GRANDDAUGHTER OF A CELEBRATED BUDDHIST MONK

A young woman made her way home

In her black work pants and straw sandal vamps

Slim, with shoulders drooping

Along an embankment of blossoming chestnut flowers

She knew what there was to know

Of the in and outs and the seasons of work

Of fertilizers and plant breeding

In her discussions with those concerned

Of the causes of the year's rice blight

She showed translucent tact

Worthy of making into a talkie

While perched on the levee between tar-black seedling beds

Ostentatiously flinging aside bundle after bundle

Of chestnut tree and other branches

Who could have imagined that the big bloated monk

Who sent out his postcard to me today

Proceeding to get roaring drunk in his padded kimono

Could have given life to such a young woman

I asked the way to the house of this celebrated Buddhist monk

At the root of the mountain and a farmer who knew him said

"He's renown for his gambling and his unrefined home brew"

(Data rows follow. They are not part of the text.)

use anyhow::Result;
use services::AppServices;

use crate::views::print_json;

pub async fn init(app: &AppServices) -> Result<()> {
    print_json(&app.stats().init().await?)
}

pub async fn overview(app: &AppServices) -> Result<()> {
    print_json(&app.stats().overview().await?)
}

pub async fn history(app: &AppServices, limit: Option<u32>) -> Result<()> {
    print_json(&app.stats().history(limit).await?)
}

The bad relations among villagers came as a surprise to me

He was a gambler all right

His complexion and the extra-long wrinkles on his cheeks

Told you that he spent his nights in his little storehouse

Possessed by an uncommon excitement

The house was propped

On a grassy slope as pretty as a park

At the base of a huge pine mountain

Girded by pitch black cedars

Boasting what looked like a two-storey temple gate

And a whitewashed storehouse

Its persimmon and pear trees were radiant

But all that was stripped bone-white from the inside out

The monk wrote, "Yearly planting took place with all due care

Yet several years of sick crop resulted annually"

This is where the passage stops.